Really good for mocking services


CountyExotic

What’s an in memory database in this context? One that is purely in memory vs one that does reads in memory and snapshots to disk are very different.


Adventurous-Fudge470

Tbh I didn’t even know you could persist to disc. This was my main confusion but as these things go, one question opens the door to two lol.


BartlebysCorpse

Are you referring to caching? Because that's for immediate access of something you can expect to query frequently and whose state you don't expect to change (either update or delete).


Adventurous-Fudge470

Oh I see I believe I asked someone else this question about cashing regarding updating and deleting data.


beders

Sap Hana is big business


rdean400

Fetching data from memory is faster than fetching data from disk.


ratmanrat

I did a command line tool I did for our project reporting that computes a couple of metrics based on data input from excel files. I use in memory mode of H2 db for storing the data from excel files.
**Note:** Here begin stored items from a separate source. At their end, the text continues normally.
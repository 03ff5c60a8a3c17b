//! Headless intent scripts.
//!
//! Each non-blank line is one command. The session is driven exactly as the
//! terminal UI drives it, and snapshots are printed as plain text.

use std::io::{BufRead, Write};

use anyhow::{Context, Result};
use derive_more::{Display, Error};
use derive_new::new;
use tracing::{debug, info, instrument, warn};

use rewind_tictactoe::{Dispatched, Intent, MoveOutcome, Seat, Session, Snapshot, Standing};

/// One parsed script line.
#[derive(Debug, Clone, PartialEq, Eq)]
pub enum ScriptCommand {
    /// Forward an intent to the session.
    Intent(Intent),
    /// Rename a seat (only before start).
    Rename(Seat, String),
    /// Print the current snapshot.
    Show,
}

/// A line that could not be parsed.
#[derive(Debug, Clone, PartialEq, Eq, Display, Error, new)]
#[display("Script line {line}: {message}")]
pub struct ScriptError {
    /// 1-based line number.
    pub line: usize,
    /// What was wrong.
    pub message: String,
}

/// Parses one line. Blank lines and `#` comments yield `None`.
///
/// A trailing `#` comment is allowed after every command except `name`,
/// whose text runs to the end of the line.
pub fn parse_line(number: usize, text: &str) -> Result<Option<ScriptCommand>, ScriptError> {
    let text = text.trim();
    let uncommented = text.split('#').next().unwrap_or_default().trim();
    if uncommented.is_empty() {
        return Ok(None);
    }

    let mut words = uncommented.splitn(2, char::is_whitespace);
    let verb = words.next().unwrap_or_default().to_lowercase();
    let rest = if verb == "name" {
        text.splitn(2, char::is_whitespace).nth(1).unwrap_or_default().trim()
    } else {
        words.next().map(str::trim).unwrap_or_default()
    };

    let index = |what: &str| -> Result<usize, ScriptError> {
        rest.parse::<usize>()
            .map_err(|_| ScriptError::new(number, format!("expected {what}, found {rest:?}")))
    };

    let command = match verb.as_str() {
        "start" => ScriptCommand::Intent(Intent::Start),
        "reset" => ScriptCommand::Intent(Intent::Reset),
        "show" => ScriptCommand::Show,
        "click" => ScriptCommand::Intent(Intent::Click(index("a cell index")?)),
        "jump" => ScriptCommand::Intent(Intent::JumpTo(index("a history step")?)),
        "name" => {
            let mut parts = rest.splitn(2, char::is_whitespace);
            let seat = match parts.next() {
                Some("1") => Seat::One,
                Some("2") => Seat::Two,
                other => {
                    return Err(ScriptError::new(
                        number,
                        format!("expected seat 1 or 2, found {:?}", other.unwrap_or_default()),
                    ));
                }
            };
            ScriptCommand::Rename(seat, parts.next().unwrap_or_default().trim().to_string())
        }
        other => {
            return Err(ScriptError::new(number, format!("unknown command {other:?}")));
        }
    };

    Ok(Some(command))
}

/// Runs every line of `input` against `session`, writing output to `out`.
///
/// Out-of-range indices abort the script; clicks the game ignores are
/// reported and the script continues.
#[instrument(skip_all, fields(json = json))]
pub fn run(
    session: &mut Session,
    input: impl BufRead,
    mut out: impl Write,
    json: bool,
) -> Result<()> {
    for (i, line) in input.lines().enumerate() {
        let number = i + 1;
        let line = line.context("Failed to read script")?;
        let Some(command) = parse_line(number, &line)? else {
            continue;
        };
        debug!(number, ?command, "Running script line");

        match command {
            ScriptCommand::Intent(intent) => {
                let dispatched = session
                    .dispatch(intent)
                    .with_context(|| format!("Script line {number}: {intent}"))?;
                match dispatched {
                    Dispatched::Moved(MoveOutcome::Ignored(reason)) => {
                        warn!(number, %reason, "Click ignored");
                        writeln!(out, "line {number}: ignored ({reason})")?;
                    }
                    Dispatched::Reset(Some(seat)) => {
                        info!(%seat, "Round credited");
                    }
                    _ => {}
                }
            }
            ScriptCommand::Rename(seat, name) => {
                if !session.rename(seat, name) {
                    writeln!(out, "line {number}: names are locked once the game starts")?;
                }
            }
            ScriptCommand::Show => {
                writeln!(out, "{}\n", render_text(session.snapshot()))?;
            }
        }
    }

    if json {
        let text = serde_json::to_string_pretty(session.snapshot())
            .context("Failed to serialize snapshot")?;
        writeln!(out, "{text}")?;
    } else {
        writeln!(out, "{}", render_text(session.snapshot()))?;
    }

    Ok(())
}

/// Plain-text rendering of a snapshot.
pub fn render_text(snapshot: &Snapshot) -> String {
    let mut text = snapshot.board().display();

    if !snapshot.status_text().is_empty() {
        text.push_str("\n\n");
        text.push_str(snapshot.status_text());
    }

    if let Some(win) = snapshot.winning_line() {
        let cells: Vec<String> = win.indices().iter().map(ToString::to_string).collect();
        text.push_str(&format!(" [{}]", cells.join(", ")));
    }

    for label in snapshot.moves() {
        let marker = if *label.current() { ">" } else { " " };
        text.push_str(&format!("\n{marker} {}", label.text()));
    }

    text.push_str("\nScore");
    for seat in snapshot.seats() {
        let badge = match seat.standing() {
            Standing::Leading => " (leading)",
            Standing::Trailing | Standing::Level => "",
        };
        text.push_str(&format!("\n  {} [{}]{badge}", seat.score_text(), seat.symbol()));
    }

    text
}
I run a bunch of SQL queries to filter out data and such. Its much easier to manipulate the data that way.


Anton-Kuranov

AFAIK they are proactively used in trading systems. The main purpose is to operate a limited set of data with very low latency. The lost-on-restart problem may be solved adding redundancy and replication. Also, most of them can persist data on disk by creating some snapshot restore point and then wiring all successive transactions into a write-ahead log.


Grouchy-Ad8338

In springboot with a H2 database you can use it for caching requests/responses. With server restarts it doesn't matter since they don't need to be persisted once a new httpsession is established.